California Technical Assistance and Training

 

PRIORITY AREA: INDIVIDUALIZED EDUCATION PROGRAM

December 2015

Compiled by: Kevin Schaefer and Debra Herburger

Introduction:

Every child who qualifies in one or more thirteen disability categories and whose disability impacts their educational progress must have an individualized education program (IEP). As a federal legal requirement, an IEP team (which includes the parents/guardians) meets to discuss the student's assessment results, determine current needs and develop supports and services that result in progress over a year's time. The foundation and legal mandate of the IEP process is to provide every child with a free, appropriate public education (FAPE) in their least restrictive environment (LRE). A reasonably calculated IEP should provide educational benefit to each student such that they are college, career, and civic life ready by the time they graduate or turn 22 (whichever occurs first). Additionally, the effective implementation of an IEP includes:

Background:

The educational goal for all students is preparation for college, career, and civic life readiness, yet postsecondary outcomes for students with disabilities lag in comparison to their nondisabled peers. A standards-aligned reasonably calculated IEP that provides educational benefit across years is foundational for developing the academic, behavioral, and social/emotional skills necessary for post-secondary success. Of equal importance is high-quality accessible first instruction (see Priority Area: Universal Design for Learning [UDL]) within a well-defined Response to Instruction and Intervention model (see Priority Area: RtI2) that promotes collaborative inclusive practices (see Priority Area: Collaborative Practices). A proactive, aligned system of supports (see Priority Area: MTSS) is the context within which appropriate referrals to special education are made and implementation of reasonably calculated IEPs is realized.

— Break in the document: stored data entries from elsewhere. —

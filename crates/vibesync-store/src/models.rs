//! Domain model structs persisted in the SQLite database.
//!
//! Every struct derives `Serialize` so handlers can return it directly.

use chrono::{DateTime, Utc};
use serde::Serialize;

use vibesync_shared::discovery::GpSnapshot;
use vibesync_shared::geo::GeoPoint;
use vibesync_shared::matching::MatchProfile;
use vibesync_shared::planner::VibeDiversity;
use vibesync_shared::vibe_score::VibeScore;
use vibesync_shared::voting::ActivityFacts;
use vibesync_shared::{
    ChatId, ConfessionId, ConfessionStatus, GpCategory, GpId, GpStatus, MessageId, RoomId, UserId,
};

// ---------------------------------------------------------------------------
// User
// ---------------------------------------------------------------------------

#[derive(Debug, Clone, Serialize, PartialEq)]
#[serde(rename_all = "camelCase")]
pub struct User {
    pub id: UserId,
    pub display_name: String,
    pub location: Option<GeoPoint>,
    /// Last location refresh; drives the active-user count.
    pub last_active_at: Option<DateTime<Utc>>,
    pub gp_cooldown_until: Option<DateTime<Utc>>,
    /// Open to being approached for a listening chat.
    pub ready_to_listen: bool,
    pub created_at: DateTime<Utc>,
}

// ---------------------------------------------------------------------------
// Vibe profile
// ---------------------------------------------------------------------------

#[derive(Debug, Clone, Serialize, PartialEq)]
#[serde(rename_all = "camelCase")]
pub struct VibeProfile {
    pub user: UserId,
    pub emoji: String,
    pub description: String,
    pub energy_level: u8,
    pub current_intent: Vec<String>,
    pub context_tag: Option<String>,
    pub interaction_boundary: String,
    pub feeling_options: Vec<String>,
    pub vibe_availability: String,
    pub personality_prompt: String,
    pub vibe_score: VibeScore,
    pub is_active: bool,
    pub last_updated: DateTime<Utc>,
}

impl VibeProfile {
    pub fn match_profile(&self) -> MatchProfile {
        MatchProfile {
            vibe_score: self.vibe_score.clone(),
            energy_level: self.energy_level,
            current_intent: self.current_intent.clone(),
            context_tag: self.context_tag.clone(),
            interaction_boundary: self.interaction_boundary.clone(),
        }
    }
}

// ---------------------------------------------------------------------------
// Pairwise chat
// ---------------------------------------------------------------------------

#[derive(Debug, Clone, Serialize, PartialEq, Eq)]
#[serde(rename_all = "camelCase")]
pub struct Chat {
    pub id: ChatId,
    pub participants: Vec<UserId>,
    pub expires_at: DateTime<Utc>,
    pub is_locked: bool,
    pub is_permanently_unlocked: bool,
    /// Set when the chat was spawned by a GP conversion.
    pub source_gp: Option<GpId>,
    pub matched_at: DateTime<Utc>,
    pub created_at: DateTime<Utc>,
}

impl Chat {
    pub fn has_participant(&self, user: UserId) -> bool {
        self.participants.contains(&user)
    }

    /// Lock state as of `now`, regardless of whether a sweep has run yet.
    pub fn is_locked_at(&self, now: DateTime<Utc>) -> bool {
        if self.is_permanently_unlocked {
            return false;
        }
        self.is_locked || self.expires_at <= now
    }

    /// `None` once permanently unlocked.
    pub fn time_remaining_ms(&self, now: DateTime<Utc>) -> Option<i64> {
        if self.is_permanently_unlocked {
            None
        } else {
            Some((self.expires_at - now).num_milliseconds().max(0))
        }
    }
}

#[derive(Debug, Clone, Serialize, PartialEq, Eq)]
#[serde(rename_all = "camelCase")]
pub struct ChatMessage {
    pub id: MessageId,
    pub chat_id: ChatId,
    pub sender: UserId,
    pub text: String,
    pub read: bool,
    pub created_at: DateTime<Utc>,
}

// ---------------------------------------------------------------------------
// Chat room
// ---------------------------------------------------------------------------

#[derive(Debug, Clone, Serialize, PartialEq, Eq)]
#[serde(rename_all = "camelCase")]
pub struct ChatRoom {
    pub id: RoomId,
    pub participants: Vec<UserId>,
    pub expires_at: DateTime<Utc>,
    pub is_expired: bool,
    pub vibe_diversity: VibeDiversity,
    pub average_similarity: u8,
    pub created_at: DateTime<Utc>,
}

impl ChatRoom {
    pub fn has_participant(&self, user: UserId) -> bool {
        self.participants.contains(&user)
    }

    pub fn is_live(&self, now: DateTime<Utc>) -> bool {
        !self.is_expired && self.expires_at > now
    }
}

#[derive(Debug, Clone, Serialize, PartialEq, Eq)]
#[serde(rename_all = "camelCase")]
pub struct RoomMessage {
    pub id: MessageId,
    pub room_id: RoomId,
    pub sender: UserId,
    pub text: String,
    pub read_by: Vec<UserId>,
    pub created_at: DateTime<Utc>,
}

// ---------------------------------------------------------------------------
// Group plan
// ---------------------------------------------------------------------------

#[derive(Debug, Clone, Serialize, PartialEq)]
#[serde(rename_all = "camelCase")]
pub struct GroupPlan {
    pub id: GpId,
    pub category: GpCategory,
    pub sub_type: String,
    pub specific_name: String,
    pub genre: String,
    pub talk_topics: Vec<String>,
    pub description: String,
    pub creation_reason: String,
    pub reason_note: String,
    pub location: GeoPoint,
    pub city: String,
    pub zone: String,
    pub created_by: UserId,
    pub moderator: Option<UserId>,
    pub status: GpStatus,
    pub max_members: u32,
    /// In join order; the creator is first until they leave.
    pub members: Vec<UserId>,
    pub expires_at: DateTime<Utc>,
    pub is_permanent: bool,
    pub is_permanent_conversion_eligible: bool,
    pub conversion_requested_at: Option<DateTime<Utc>>,
    pub converted_chat: Option<ChatId>,
    pub converted_at: Option<DateTime<Utc>>,
    pub message_count: u32,
    pub last_activity_at: DateTime<Utc>,
    pub first_message_at: Option<DateTime<Utc>>,
    pub created_at: DateTime<Utc>,
}

impl GroupPlan {
    pub fn is_member(&self, user: UserId) -> bool {
        self.members.contains(&user)
    }

    pub fn member_count(&self) -> u32 {
        self.members.len() as u32
    }

    pub fn snapshot(&self) -> GpSnapshot {
        GpSnapshot {
            id: self.id,
            member_count: self.member_count(),
            max_members: self.max_members,
            expires_at: self.expires_at,
            last_activity_at: self.last_activity_at,
            message_count: self.message_count,
            created_at: self.created_at,
        }
    }

    /// `status`, except that an active, non-permanent GP past its horizon
    /// reads as expired before the sweep has caught up with it.
    pub fn effective_status(&self, now: DateTime<Utc>) -> GpStatus {
        if self.status == GpStatus::Active && !self.is_permanent && self.expires_at <= now {
            GpStatus::Expired
        } else {
            self.status
        }
    }

    pub fn activity_facts(&self, now: DateTime<Utc>) -> ActivityFacts {
        ActivityFacts {
            status: self.effective_status(now),
            member_count: self.members.len(),
            message_count: self.message_count,
            first_message_at: self.first_message_at,
        }
    }

    /// Whole minutes left, floored at zero.
    pub fn minutes_left(&self, now: DateTime<Utc>) -> i64 {
        (self.expires_at - now).num_minutes().max(0)
    }
}

// ---------------------------------------------------------------------------
// Whisper wall
// ---------------------------------------------------------------------------

#[derive(Debug, Clone, Serialize, PartialEq, Eq)]
#[serde(rename_all = "camelCase")]
pub struct Confession {
    pub id: ConfessionId,
    /// Kept for rate limiting and report handling only.
    #[serde(skip_serializing)]
    pub author: UserId,
    pub text: String,
    pub status: ConfessionStatus,
    pub expires_at: DateTime<Utc>,
    pub report_count: u32,
    pub removed_reason: Option<String>,
    pub created_at: DateTime<Utc>,
}
//! v001 -- Users, the social graph and vibe profiles.

use rusqlite::Connection;

const UP_SQL: &str = r#"
-- ----------------------------------------------------------------
-- Users
-- ----------------------------------------------------------------
CREATE TABLE IF NOT EXISTS users (
    id                TEXT PRIMARY KEY NOT NULL,   -- UUID v4
    display_name      TEXT NOT NULL,
    token_hash        TEXT NOT NULL UNIQUE,        -- BLAKE3 hex of the bearer token
    latitude          REAL,
    longitude         REAL,
    last_active_at    TEXT,                        -- RFC-3339, refreshed by location updates
    gp_cooldown_until TEXT,
    created_at        TEXT NOT NULL
);

CREATE INDEX IF NOT EXISTS idx_users_last_active ON users(last_active_at);

CREATE TABLE IF NOT EXISTS follows (
    follower_id TEXT NOT NULL,
    followee_id TEXT NOT NULL,
    created_at  TEXT NOT NULL,

    PRIMARY KEY (follower_id, followee_id),
    FOREIGN KEY (follower_id) REFERENCES users(id) ON DELETE CASCADE,
    FOREIGN KEY (followee_id) REFERENCES users(id) ON DELETE CASCADE
);

CREATE TABLE IF NOT EXISTS blocks (
    blocker_id TEXT NOT NULL,
    blocked_id TEXT NOT NULL,
    created_at TEXT NOT NULL,

    PRIMARY KEY (blocker_id, blocked_id),
    FOREIGN KEY (blocker_id) REFERENCES users(id) ON DELETE CASCADE,
    FOREIGN KEY (blocked_id) REFERENCES users(id) ON DELETE CASCADE
);

-- ----------------------------------------------------------------
-- Vibe profiles (one per user, replaced in place)
-- ----------------------------------------------------------------
CREATE TABLE IF NOT EXISTS vibe_profiles (
    user_id              TEXT PRIMARY KEY NOT NULL,
    emoji                TEXT NOT NULL,
    description          TEXT NOT NULL,
    energy_level         INTEGER NOT NULL CHECK (energy_level BETWEEN 1 AND 10),
    current_intent       TEXT NOT NULL,            -- JSON array
    context_tag          TEXT,
    interaction_boundary TEXT NOT NULL,
    feeling_options      TEXT NOT NULL DEFAULT '[]',
    vibe_availability    TEXT NOT NULL DEFAULT '',
    personality_prompt   TEXT NOT NULL DEFAULT '',
    mood                 TEXT NOT NULL,
    energy               REAL NOT NULL,
    positivity           REAL NOT NULL,
    intent               TEXT NOT NULL,
    is_active            INTEGER NOT NULL DEFAULT 1,
    last_updated         TEXT NOT NULL,

    FOREIGN KEY (user_id) REFERENCES users(id) ON DELETE CASCADE
);

CREATE INDEX IF NOT EXISTS idx_vibe_profiles_active ON vibe_profiles(is_active);
"#;

/// Apply the initial schema.
pub fn up(conn: &Connection) -> rusqlite::Result<()> {
    conn.execute_batch(UP_SQL)
}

This priority area message has been identified by experts in the field and supports trainings and technical assistance through the California Department of Education, Special Education Division (CDE SED) contract with California Services for Technical Assistance and Training (CalSTAT) project. To request training or technical assistance that reflect any or all of the priority areas, please visit the CalSTAT Web site at http://www.calstat.org/ta.html.

Key Aspects:

  1. Access to the General Education Curriculum

      All students have access to the general education curriculum to allow them the opportunity to learn content-based, grade-level standards that can increase their academic achievement.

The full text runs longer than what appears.